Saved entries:
-- Opening Marker --
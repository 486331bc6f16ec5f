//! Projection engine
//!
//! Turns one source event into zero or more kit-specific derived events under
//! an ordered list of rules.
//!
//! ## Evaluation
//!
//! ```text
//!   source event ──► rule 1 ──► match? ──► template ──► derived event(s)
//!                 ├► rule 2 ──► ...
//!                 └► (no explicit rule matched) ──► first matching default rule
//! ```
//!
//! - Rules are evaluated in declaration order; every matching rule contributes.
//! - Default rules (`isDefault`) only apply when no explicit rule of the same
//!   source kind matched.
//! - A template that needs a `required` attribute the source lacks yields
//!   nothing for that rule; optional missing attributes are simply omitted.
//! - An empty result means "forward the original event unchanged".
//!
//! [`project`] borrows the source and never mutates it. Output depends only on
//! the event and the rules, so repeated calls produce identical, identically
//! ordered results.

use serde::{Deserialize, Serialize};

use crate::types::{Attributes, CommerceEvent, Event, EventType, Product, ProductAction};

/// Shape of event a rule applies to.
#[derive(Debug, Clone, Copy, PartialEq, Eq, Hash, Default, Serialize, Deserialize)]
#[serde(rename_all = "snake_case")]
pub enum SourceKind {
    #[default]
    Event,
    Screen,
    Commerce,
}

/// A single projection rule.
#[derive(Debug, Clone, PartialEq, Deserialize)]
#[serde(rename_all = "camelCase")]
pub struct ProjectionRule {
    /// Identifier reported back in projection reports
    pub projection_id: i32,
    /// Applies only when no explicit rule matched
    #[serde(default)]
    pub is_default: bool,
    #[serde(default)]
    pub matcher: Matcher,
    pub output: OutputTemplate,
}
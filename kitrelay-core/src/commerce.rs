//! Commerce expansion
//!
//! Kits that handle generic events but not commerce events still receive
//! commerce activity, flattened into one generic event per meaningful
//! sub-action: one per product line, one per promotion, one per impressed
//! product. Output order follows the order of the lists on the source event.

use crate::types::{Attributes, CommerceEvent, Event, EventType, Promotion};

/// Attribute carrying the impression list name on expanded impression events.
pub const IMPRESSION_LIST_ATTRIBUTE: &str = "Product Impression List";

/// Attribute carrying the currency code on expanded events.
pub const CURRENCY_ATTRIBUTE: &str = "Currency Code";

/// Flatten a commerce event into generic events.
///
/// Products come first, then promotions, then impressions. Event-level custom
/// attributes are copied into every expanded event; item fields win on key
/// collisions.
pub fn expand(event: &CommerceEvent) -> Vec<Event> {
    let mut base = event.attributes.clone();
    if let Some(currency) = &event.currency {
        base.insert(CURRENCY_ATTRIBUTE.to_string(), currency.clone());
    }

    let mut expanded = Vec::new();

    if let Some(action) = event.product_action {
        let name = item_event_name(action.as_str());
        for product in &event.products {
            let mut attributes = base.clone();
            attributes.extend(product.to_attributes());
            expanded.push(Event::new(name.clone(), EventType::Transaction).with_attributes(attributes));
        }
    }

    if let Some(action) = event.promotion_action {
        let name = item_event_name(action.as_str());
        for promotion in &event.promotions {
            let mut attributes = base.clone();
            attributes.extend(promotion_attributes(promotion));
            expanded.push(Event::new(name.clone(), EventType::Transaction).with_attributes(attributes));
        }
    }

    let impression_name = item_event_name("impression");
    for impression in &event.impressions {
        for product in &impression.products {
            let mut attributes = base.clone();
            attributes.extend(product.to_attributes());
            attributes.insert(
                IMPRESSION_LIST_ATTRIBUTE.to_string(),
                impression.list_name.clone(),
            );
            expanded.push(
                Event::new(impression_name.clone(), EventType::Transaction)
                    .with_attributes(attributes),
            );
        }
    }

    tracing::trace!(
        source = %event.event_name(),
        expanded = expanded.len(),
        "Expanded commerce event"
    );
    expanded
}

fn item_event_name(action: &str) -> String {
    format!("eCommerce - {action} - Item")
}

fn promotion_attributes(promotion: &Promotion) -> Attributes {
    let mut out = Attributes::new();
    out.insert("Id".to_string(), promotion.id.clone());
    if let Some(name) = &promotion.name {
        out.insert("Name".to_string(), name.clone());
    }
    if let Some(creative) = &promotion.creative {
        out.insert("Creative".to_string(), creative.clone());
    }
    if let Some(position) = &promotion.position {
        out.insert("Position".to_string(), position.clone());
    }
    out
}

#[cfg(test)]
mod tests {
    use super::*;
    use crate::types::{Impression, Product, ProductAction, PromotionAction};

    #[test]
    fn test_one_event_per_product_in_order() {
        let event = CommerceEvent::product(ProductAction::Purchase)
            .with_product(Product::new("Shoe", "s-1", 10.0))
            .with_product(Product::new("Hat", "h-1", 5.0).with_quantity(2.0))
            .with_product(Product::new("Sock", "k-1", 1.0))
            .with_attribute("coupon", "SPRING");

        let expanded = expand(&event);
        assert_eq!(expanded.len(), 3);
        let skus: Vec<&str> = expanded
            .iter()
            .map(|e| e.attributes["Id"].as_str())
            .collect();
        assert_eq!(skus, vec!["s-1", "h-1", "k-1"]);
        assert!(expanded
            .iter()
            .all(|e| e.name == "eCommerce - purchase - Item"
                && e.event_type == EventType::Transaction
                && e.attributes["coupon"] == "SPRING"));
        assert_eq!(expanded[1].attributes["Total Product Amount"], "10");
    }

    #[test]
    fn test_promotions_and_impressions() {
        let event = CommerceEvent::promotion(PromotionAction::Click)
            .with_promotion(Promotion {
                id: "promo-1".to_string(),
                name: Some("Spring".to_string()),
                creative: None,
                position: None,
            })
            .with_impression(Impression {
                list_name: "Search Results".to_string(),
                products: vec![Product::new("Shoe", "s-1", 10.0)],
            });

        let expanded = expand(&event);
        assert_eq!(expanded.len(), 2);
        assert_eq!(expanded[0].name, "eCommerce - click - Item");
        assert_eq!(expanded[0].attributes["Id"], "promo-1");
        assert_eq!(expanded[1].name, "eCommerce - impression - Item");
        assert_eq!(
            expanded[1].attributes[IMPRESSION_LIST_ATTRIBUTE],
            "Search Results"
        );
    }

    #[test]
    fn test_empty_commerce_event_expands_to_nothing() {
        let event = CommerceEvent::product(ProductAction::Checkout);
        assert!(expand(&event).is_empty());
    }
}
use crate::api::types::NodeId;
use crate::components::node::{NodeKind, SceneNode};

/// Simple node storage using a flat Vec.
/// Designed for small scene graphs (dozens of nodes, not millions).
pub struct Scene {
    nodes: Vec<SceneNode>,
}

impl Scene {
    pub fn new() -> Self {
        Self {
            nodes: Vec::with_capacity(16),
        }
    }

    /// Add a node to the scene.
    pub fn spawn(&mut self, node: SceneNode) {
        self.nodes.push(node);
    }

    /// Get a reference to a node by ID.
    pub fn get(&self, id: NodeId) -> Option<&SceneNode> {
        self.nodes.iter().find(|n| n.id == id)
    }

    /// Get a mutable reference to a node by ID.
    pub fn get_mut(&mut self, id: NodeId) -> Option<&mut SceneNode> {
        self.nodes.iter_mut().find(|n| n.id == id)
    }

    /// Iterate over all nodes.
    pub fn iter(&self) -> impl Iterator<Item = &SceneNode> {
        self.nodes.iter()
    }

    /// Iterate over all nodes mutably.
    pub fn iter_mut(&mut self) -> impl Iterator<Item = &mut SceneNode> {
        self.nodes.iter_mut()
    }

    /// Find the first node with the given tag.
    pub fn find_by_tag(&self, tag: &str) -> Option<&SceneNode> {
        self.nodes.iter().find(|n| n.tag == tag)
    }

    /// Number of nodes in the scene.
    pub fn len(&self) -> usize {
        self.nodes.len()
    }

    /// Whether the scene is empty.
    pub fn is_empty(&self) -> bool {
        self.nodes.is_empty()
    }

    // -- Kind counts --

    pub fn mesh_count(&self) -> usize {
        self.nodes
            .iter()
            .filter(|n| matches!(n.kind, NodeKind::Mesh(_)))
            .count()
    }

    pub fn light_count(&self) -> usize {
        self.nodes
            .iter()
            .filter(|n| matches!(n.kind, NodeKind::Light(_)))
            .count()
    }

    pub fn point_cloud_count(&self) -> usize {
        self.nodes
            .iter()
            .filter(|n| matches!(n.kind, NodeKind::Points(_)))
            .count()
    }
}

impl Default for Scene {
    fn default() -> Self {
        Self::new()
    }
}
use glam::Vec3;

use crate::api::types::NodeId;
use crate::components::light::Light;
use crate::components::mesh::SphereMesh;
use crate::components::points::PointCloud;

/// What a scene node is. One closed set of kinds instead of string type
/// tags, so dispatch is a match rather than a comparison.
#[derive(Debug, Clone)]
pub enum NodeKind {
    Mesh(SphereMesh),
    Points(PointCloud),
    Light(Light),
}

/// A scene graph member: shared transform plus a kind-specific payload.
#[derive(Debug, Clone)]
pub struct SceneNode {
    /// Unique identifier.
    pub id: NodeId,
    /// String tag for finding nodes by name.
    pub tag: String,
    /// Position in world space.
    pub position: Vec3,
    /// Rotation around the Y axis in radians.
    pub rotation_y: f32,
    pub kind: NodeKind,
}

impl SceneNode {
    /// Create a new node with the given ID and payload at the origin.
    pub fn new(id: NodeId, kind: NodeKind) -> Self {
        Self {
            id,
            tag: String::new(),
            position: Vec3::ZERO,
            rotation_y: 0.0,
            kind,
        }
    }

    // -- Builder pattern --

    pub fn with_tag(mut self, tag: impl Into<String>) -> Self {
        self.tag = tag.into();
        self
    }

    pub fn with_position(mut self, position: Vec3) -> Self {
        self.position = position;
        self
    }

    // -- Kind accessors --

    pub fn is_mesh(&self) -> bool {
        matches!(self.kind, NodeKind::Mesh(_))
    }

    pub fn as_mesh(&self) -> Option<&SphereMesh> {
        match &self.kind {
            NodeKind::Mesh(mesh) => Some(mesh),
            _ => None,
        }
    }

    pub fn as_mesh_mut(&mut self) -> Option<&mut SphereMesh> {
        match &mut self.kind {
            NodeKind::Mesh(mesh) => Some(mesh),
            _ => None,
        }
    }

    pub fn as_points(&self) -> Option<&PointCloud> {
        match &self.kind {
            NodeKind::Points(points) => Some(points),
            _ => None,
        }
    }

    pub fn as_light(&self) -> Option<&Light> {
        match &self.kind {
            NodeKind::Light(light) => Some(light),
            _ => None,
        }
    }
}
pub mod api;
pub mod bridge;
pub mod components;
pub mod core;
pub mod input;
pub mod renderer;
pub mod systems;

// Re-export key types at crate root for convenience
pub use api::app::{App, AppConfig, AppContext};
pub use api::types::{Color, NodeId};
pub use bridge::protocol::ProtocolLayout;
pub use components::light::Light;
pub use components::mesh::SphereMesh;
pub use components::node::{NodeKind, SceneNode};
pub use components::points::PointCloud;
pub use core::scene::Scene;
pub use core::time::{FrameClock, FrameTime};
pub use input::queue::{InputEvent, InputQueue};
pub use renderer::camera::{CameraUniform, PerspectiveCamera, Viewport};
pub use renderer::instance::{MeshBuffer, MeshInstance, PackedLight};
pub use renderer::raycast::{Ray, RayHit};
pub use systems::highlight::HOVER_EMISSIVE;
pub use systems::orbit::CircularOrbit;
pub use systems::rng::Rng;
pub use systems::starfield::StarfieldParams;
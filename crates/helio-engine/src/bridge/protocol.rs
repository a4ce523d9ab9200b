//! Shared buffer layout between Rust and the host renderer.
//! Must stay in sync with the TypeScript `protocol.ts`.
//!
//! Layout (all values in f32 / 4 bytes):
//! ```text
//! [Header: 16 floats]
//! [Stars: star_count × 3 floats]           (written once at init)
//! [Meshes: max_meshes × 12 floats]         (rebuilt every frame)
//! [Lights: max_lights × 12 floats]
//! [Camera: 16 floats — column-major view-projection]
//! ```
//!
//! Capacities are written once into the header at init; the host reads
//! them to compute section offsets dynamically.

use crate::api::app::AppConfig;
use crate::renderer::instance::{MeshInstance, PackedLight};

/// Number of floats in the header section.
pub const HEADER_FLOATS: usize = 16;

/// Header field indices.
pub const HEADER_FRAME_COUNTER: usize = 0;
pub const HEADER_STAR_COUNT: usize = 1;
pub const HEADER_MESH_COUNT: usize = 2;
pub const HEADER_LIGHT_COUNT: usize = 3;
pub const HEADER_VIEWPORT_W: usize = 4;
pub const HEADER_VIEWPORT_H: usize = 5;
pub const HEADER_MAX_MESHES: usize = 6;
pub const HEADER_MAX_LIGHTS: usize = 7;
pub const HEADER_PROTOCOL_VERSION: usize = 8;

/// Protocol version written into the header.
pub const PROTOCOL_VERSION: f32 = 1.0;

/// Floats per star position (wire format — never changes).
pub const STAR_FLOATS: usize = 3;

/// Floats in the camera section: one column-major 4×4 matrix.
pub const CAMERA_FLOATS: usize = 16;

/// Runtime-computed buffer layout.
#[derive(Debug, Clone, PartialEq)]
pub struct ProtocolLayout {
    pub star_count: usize,
    pub max_meshes: usize,
    pub max_lights: usize,

    /// Offset (in floats) where star data begins.
    pub star_data_offset: usize,
    /// Offset (in floats) where mesh instance data begins.
    pub mesh_data_offset: usize,
    /// Offset (in floats) where light data begins.
    pub light_data_offset: usize,
    /// Offset (in floats) where the camera matrix begins.
    pub camera_offset: usize,
    /// Total buffer size in floats.
    pub buffer_total_floats: usize,
}

impl ProtocolLayout {
    pub fn from_config(config: &AppConfig) -> Self {
        let star_data_floats = config.star_count * STAR_FLOATS;
        let mesh_data_floats = config.max_meshes * MeshInstance::FLOATS;
        let light_data_floats = config.max_lights * PackedLight::FLOATS;

        let star_data_offset = HEADER_FLOATS;
        let mesh_data_offset = star_data_offset + star_data_floats;
        let light_data_offset = mesh_data_offset + mesh_data_floats;
        let camera_offset = light_data_offset + light_data_floats;
        let buffer_total_floats = camera_offset + CAMERA_FLOATS;

        Self {
            star_count: config.star_count,
            max_meshes: config.max_meshes,
            max_lights: config.max_lights,
            star_data_offset,
            mesh_data_offset,
            light_data_offset,
            camera_offset,
            buffer_total_floats,
        }
    }
}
-- Closing Marker --
YOUR TASK:
Which lines of the data contain the word "ProtocolLayout"? Copy each one.

RESULT:
pub use bridge::protocol::ProtocolLayout;
pub struct ProtocolLayout {
impl ProtocolLayout {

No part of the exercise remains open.